Eighty bloodied heads
were displayed as a spectacle
on the streets of New Amsterdam
where the governor’s mother kicked them like footballs.
These events will recur. Go home, stranger.
There is no hope for this country.

Like much effective satire, Hodell’s pieces sometimes make for difficult reading: just behind or beside each witty observation is a more fundamentally disturbing truth. Even the comparatively lighter sections of verse on the fictional marathon confront existential dread, the limits of the human body, and the influence of militarism and violence in everyday culture. It is in the uncertain space between the joke and the tragedy that Hodell is most at home.

Just as he balances a variety of tones and uses them to create meaning in conjunction with and in opposition to each other, he juxtaposes and blends the visual and textual elements of each piece. Hodell regularly worked in collage both before and during The Marathon Poet, irreverently and effectively mashing up not only disparate images, but various art forms. In one section, a musical score calling for ever-increasing amounts of human snoring runs alongside a prose narrative which is itself frequently interrupted and incomplete.

The Marathon Poet, pages 106-107 with musical score above and narrative below

Hodell also uses the text itself as a sort of collage-space. He keeps the reader off-balance by deviating from the left margin in poems and standard paragraph structures in prose pieces, utilizing found text and pseudo-documentary, writing in a variety of languages and dialects, and constantly shifting his diction from formal to informal and back again.

This impulse toward collage allows him to directly comment on the ways in which a conformist, militaristic ideology has come to influence so many disparate areas of art and everyday life. Revealing the various building blocks and cast-off pieces of European and American culture, sometimes bluntly and sometimes hyperbolically, he forces us to think about the unconscious assumptions and desires underlying many social norms.

The Marathon Poet, pages 78-19: Spirit of Ecstasy Racing Car Opera. Photos on verso, text on recto.

On another level, his approach toward structure and genre simply reflect his personality and beliefs: why would an artist who so despises authority and convention confine himself to any traditional notion of what a book should be?

This wild creative impulse, along with Hodell’s ever-present humor, lend the volume an air of hopefulness despite its bleak subject matter: it is not only an account of the various destructive forces extant in the world, but a creative one in its own right.

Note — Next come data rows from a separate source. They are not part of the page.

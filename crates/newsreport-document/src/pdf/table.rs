// SPDX-License-Identifier: PMPL-1.0-or-later
// Copyright (c) 2026 Jonathan D.A. Jewell (hyperpolymath) <jonathan.jewell@open.ac.uk>
//
// Grid tables drawn onto a `PageComposer`.
//
// The first row always takes the header styling. Cell text is word-wrapped to
// the column width and each row grows to fit its tallest cell. Tables split
// between rows when they reach the bottom of a page.

use printpdf::BuiltinFont;
use tracing::debug;

use super::layout::{Align, PageComposer, RgbColor, TextStyle, text_width, wrap_to_width};

/// Colours, fonts, and padding shared by every table in a report.
#[derive(Debug, Clone, Copy, PartialEq)]
pub struct TableStyle {
    pub header_fill: RgbColor,
    pub header_text: TextStyle,
    pub body_fill: RgbColor,
    pub body_text: TextStyle,
    pub grid_color: RgbColor,
    pub grid_width: f32,
    pub padding_x: f32,
    pub padding_top: f32,
    pub padding_bottom: f32,
    /// Extra room under the header row text.
    pub header_padding_bottom: f32,
}

impl Default for TableStyle {
    fn default() -> Self {
        Self {
            header_fill: RgbColor::ACCENT,
            header_text: TextStyle::new(BuiltinFont::HelveticaBold, 12.0, 14.4)
                .color(RgbColor::WHITE),
            body_fill: RgbColor::WHITESMOKE,
            body_text: TextStyle::new(BuiltinFont::Helvetica, 10.0, 12.0),
            grid_color: RgbColor::GREY,
            grid_width: 0.5,
            padding_x: 6.0,
            padding_top: 3.0,
            padding_bottom: 3.0,
            header_padding_bottom: 12.0,
        }
    }
}

/// A table of text cells with fixed column widths.
#[derive(Debug, Clone, PartialEq)]
pub struct Table {
    column_widths: Vec<f32>,
    rows: Vec<Vec<String>>,
    /// Alignment of body cells per column; header cells are always left-aligned.
    body_alignment: Vec<Align>,
}

impl Table {
    pub fn new(column_widths: Vec<f32>) -> Self {
        let body_alignment = vec![Align::Left; column_widths.len()];
        Self {
            column_widths,
            rows: Vec::new(),
            body_alignment,
        }
    }

    /// Append a row. Short rows are padded with empty cells, extra cells dropped.
    pub fn push_row<I, S>(&mut self, cells: I)
    where
        I: IntoIterator<Item = S>,
        S: Into<String>,
    {
        let mut row: Vec<String> = cells
            .into_iter()
            .take(self.column_widths.len())
            .map(Into::into)
            .collect();
        row.resize(self.column_widths.len(), String::new());
        self.rows.push(row);
    }

    /// Align body cells of `column` (header excluded).
    pub fn align_body_column(mut self, column: usize, align: Align) -> Self {
        if let Some(slot) = self.body_alignment.get_mut(column) {
            *slot = align;
        }
        self
    }

    pub fn width(&self) -> f32 {
        self.column_widths.iter().sum()
    }

    /// Draw the table at the cursor, horizontally centred in the content area,
    /// and advance the cursor past it.
    pub fn draw(&self, page: &mut PageComposer, style: &TableStyle) {
        let x0 = page.left() + (page.content_width() - self.width()) / 2.0;

        for (index, row) in self.rows.iter().enumerate() {
            let is_header = index == 0;
            let (text_style, fill, padding_bottom) = if is_header {
                (&style.header_text, style.header_fill, style.header_padding_bottom)
            } else {
                (&style.body_text, style.body_fill, style.padding_bottom)
            };

            let wrapped: Vec<Vec<String>> = row
                .iter()
                .zip(&self.column_widths)
                .map(|(cell, width)| {
                    wrap_to_width(cell, text_style.font, text_style.size, width - 2.0 * style.padding_x)
                })
                .collect();
            let max_lines = wrapped.iter().map(Vec::len).max().unwrap_or(1).max(1);
            let row_height =
                style.padding_top + max_lines as f32 * text_style.leading + padding_bottom;

            page.ensure_space(row_height);
            let top = page.cursor();
            page.fill_rect(x0, top, self.width(), row_height, fill);

            let mut x = x0;
            for (column, (lines, width)) in wrapped.iter().zip(&self.column_widths).enumerate() {
                let align = if is_header {
                    Align::Left
                } else {
                    self.body_alignment[column]
                };
                for (line_no, line) in lines.iter().enumerate() {
                    let line_x = match align {
                        Align::Left => x + style.padding_x,
                        Align::Center => {
                            x + (width - text_width(line, text_style.font, text_style.size)) / 2.0
                        }
                        Align::Right => {
                            x + width
                                - style.padding_x
                                - text_width(line, text_style.font, text_style.size)
                        }
                    };
                    let line_top = top + style.padding_top + line_no as f32 * text_style.leading;
                    page.text_at(line_x, line_top, line, text_style);
                }
                page.stroke_rect(x, top, *width, row_height, style.grid_color, style.grid_width);
                x += width;
            }

            page.space(row_height);
        }

        debug!(rows = self.rows.len(), columns = self.column_widths.len(), "Table drawn");
    }
}
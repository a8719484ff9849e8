// SPDX-License-Identifier: PMPL-1.0-or-later
// Copyright (c) 2026 Jonathan D.A. Jewell (hyperpolymath) <jonathan.jewell@open.ac.uk>
//
// Command-line arguments and their merge onto `ReportConfig`.
//
// Precedence: flag > config file > built-in default.

use std::path::PathBuf;

use clap::Parser;
use newsreport_core::error::Result;
use newsreport_core::{LogoSource, PaperSize, ReportConfig};

#[derive(Debug, Parser)]
#[command(
    name = "newsreport",
    version,
    about = "Generate a PDF activity report from a news-reader data export"
)]
pub struct Cli {
    /// News-reader export to read [default: sample_news_data.json]
    #[arg(short, long, value_name = "PATH")]
    pub input: Option<PathBuf>,

    /// Where to write the PDF [default: news_report.pdf]
    #[arg(short, long, value_name = "PATH")]
    pub output: Option<PathBuf>,

    /// JSON config file; flags override its values
    #[arg(short, long, value_name = "PATH", env = "NEWSREPORT_CONFIG")]
    pub config: Option<PathBuf>,

    /// Title-page logo as an http(s) URL or a local file
    #[arg(long, value_name = "URL|PATH", conflicts_with = "no_logo")]
    pub logo: Option<String>,

    /// Skip the logo and draw an empty frame in its place
    #[arg(long)]
    pub no_logo: bool,

    /// Give up on the logo fetch after this many seconds
    #[arg(long, value_name = "SECS")]
    pub logo_timeout: Option<u64>,

    /// Page size: letter, a4, or legal
    #[arg(long, value_name = "SIZE")]
    pub paper: Option<PaperSize>,

    /// Also write the computed summary as pretty-printed JSON
    #[arg(long, value_name = "PATH")]
    pub summary_json: Option<PathBuf>,
}

impl Cli {
    /// Build the effective configuration for this run.
    pub fn resolve_config(&self) -> Result<ReportConfig> {
        let mut config = match &self.config {
            Some(path) => ReportConfig::load(path)?,
            None => ReportConfig::default(),
        };

        if let Some(input) = &self.input {
            config.input_path = input.clone();
        }
        if let Some(output) = &self.output {
            config.output_path = output.clone();
        }
        if let Some(logo) = &self.logo {
            config.logo = Some(LogoSource::parse(logo));
        }
        if self.no_logo {
            config.logo = None;
        }
        if let Some(secs) = self.logo_timeout {
            config.logo_timeout_secs = secs;
        }
        if let Some(paper) = self.paper {
            config.paper_size = paper;
        }

        config.validate()?;
        Ok(config)
    }
}
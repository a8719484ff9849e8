// SPDX-License-Identifier: PMPL-1.0-or-later
// Copyright (c) 2026 Jonathan D.A. Jewell (hyperpolymath) <jonathan.jewell@open.ac.uk>
//
// Logo loader — fetch the decorative title-page image from a URL or a local
// file, bounded in both time and size.
//
// Failures are returned as `ReportError::LogoFetch` / `ReportError::Image`;
// the report renderer decides to fall back to a placeholder frame.

use std::io::Read;
use std::path::Path;
use std::time::Duration;

use newsreport_core::error::{ReportError, Result};
use newsreport_core::{LogoSource, ReportConfig};
use tracing::{debug, info, instrument};

use super::processor::ImageProcessor;

/// Fetches logo bytes with a timeout and a body size cap.
#[derive(Debug, Clone)]
pub struct LogoLoader {
    timeout: Duration,
    max_bytes: u64,
}

impl LogoLoader {
    pub fn new(timeout: Duration, max_bytes: u64) -> Self {
        Self { timeout, max_bytes }
    }

    pub fn from_config(config: &ReportConfig) -> Self {
        Self::new(
            Duration::from_secs(config.logo_timeout_secs),
            config.logo_max_bytes,
        )
    }

    /// Fetch and decode the logo.
    pub fn load(&self, source: &LogoSource) -> Result<ImageProcessor> {
        let bytes = self.fetch(source)?;
        ImageProcessor::from_bytes(&bytes)
    }

    /// Fetch the raw encoded image bytes.
    #[instrument(skip_all, fields(source = %source))]
    pub fn fetch(&self, source: &LogoSource) -> Result<Vec<u8>> {
        let bytes = match source {
            LogoSource::Url(url) => self.fetch_url(url)?,
            LogoSource::File(path) => self.read_file(path)?,
        };
        info!(bytes = bytes.len(), "Logo fetched");
        Ok(bytes)
    }

    fn fetch_url(&self, url: &str) -> Result<Vec<u8>> {
        let agent = ureq::AgentBuilder::new().timeout(self.timeout).build();
        let response = agent
            .get(url)
            .call()
            .map_err(|err| fetch_error(url, err.to_string()))?;

        debug!(
            status = response.status(),
            content_type = response.content_type(),
            "Logo response received"
        );

        self.read_capped(response.into_reader(), url)
    }

    fn read_file(&self, path: &Path) -> Result<Vec<u8>> {
        let location = path.display().to_string();
        let file = std::fs::File::open(path).map_err(|err| fetch_error(&location, err.to_string()))?;
        self.read_capped(file, &location)
    }

    /// Read at most `max_bytes`; a longer body is an error rather than a
    /// silently truncated image.
    fn read_capped(&self, reader: impl Read, location: &str) -> Result<Vec<u8>> {
        let mut bytes = Vec::new();
        reader
            .take(self.max_bytes.saturating_add(1))
            .read_to_end(&mut bytes)
            .map_err(|err| fetch_error(location, err.to_string()))?;
        if bytes.len() as u64 > self.max_bytes {
            return Err(fetch_error(
                location,
                format!("image is larger than {} bytes", self.max_bytes),
            ));
        }
        Ok(bytes)
    }
}

impl Default for LogoLoader {
    fn default() -> Self {
        Self::from_config(&ReportConfig::default())
    }
}

fn fetch_error(location: &str, reason: String) -> ReportError {
    ReportError::LogoFetch {
        location: location.to_string(),
        reason,
    }
}

#[cfg(test)]
mod tests {
    use super::*;
    use std::io::Write;
    use std::path::PathBuf;

    #[test]
    fn reads_local_file() {
        let mut file = tempfile::NamedTempFile::new().unwrap();
        file.write_all(b"0123456789").unwrap();

        let loader = LogoLoader::new(Duration::from_secs(1), 64);
        let bytes = loader
            .fetch(&LogoSource::File(file.path().to_path_buf()))
            .unwrap();
        assert_eq!(bytes, b"0123456789");
    }

    #[test]
    fn oversized_file_is_rejected() {
        let mut file = tempfile::NamedTempFile::new().unwrap();
        file.write_all(&[0u8; 32]).unwrap();

        let loader = LogoLoader::new(Duration::from_secs(1), 16);
        let err = loader
            .fetch(&LogoSource::File(file.path().to_path_buf()))
            .unwrap_err();
        assert!(matches!(err, ReportError::LogoFetch { reason, .. } if reason.contains("16 bytes")));
    }

    #[test]
    fn missing_file_is_fetch_error() {
        let loader = LogoLoader::default();
        let err = loader
            .fetch(&LogoSource::File(PathBuf::from("/nonexistent/logo.png")))
            .unwrap_err();
        assert!(matches!(err, ReportError::LogoFetch { .. }));
    }

    #[test]
    fn unreachable_url_is_fetch_error() {
        // Port 9 (discard) on localhost is closed on any sane test machine.
        let loader = LogoLoader::new(Duration::from_millis(500), 1024);
        let err = loader
            .fetch(&LogoSource::Url("http://127.0.0.1:9/logo.png".into()))
            .unwrap_err();
        assert!(matches!(err, ReportError::LogoFetch { .. }));
    }

    #[test]
    fn undecodable_file_is_image_error() {
        let mut file = tempfile::NamedTempFile::new().unwrap();
        file.write_all(b"definitely not a png").unwrap();

        let loader = LogoLoader::default();
        let result = loader.load(&LogoSource::File(file.path().to_path_buf()));
        assert!(matches!(result, Err(ReportError::Image(_))));
    }
}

When the fictional Hodell is taken to a doctor after the first few miles of his race nearly kill him, the diagnosis is bad: a pages-long list of the various maladies afflicting the poet’s body. When an observer offers to call an ambulance, the doctor responds:

“No, refrain from doing any such thing,”
says Dr. M.C. Retzius
with a quiet smile. “Humor is a state
where the four cardinal fluids of the body are well mixed.
In other words: The Poët is perfectly healthy.”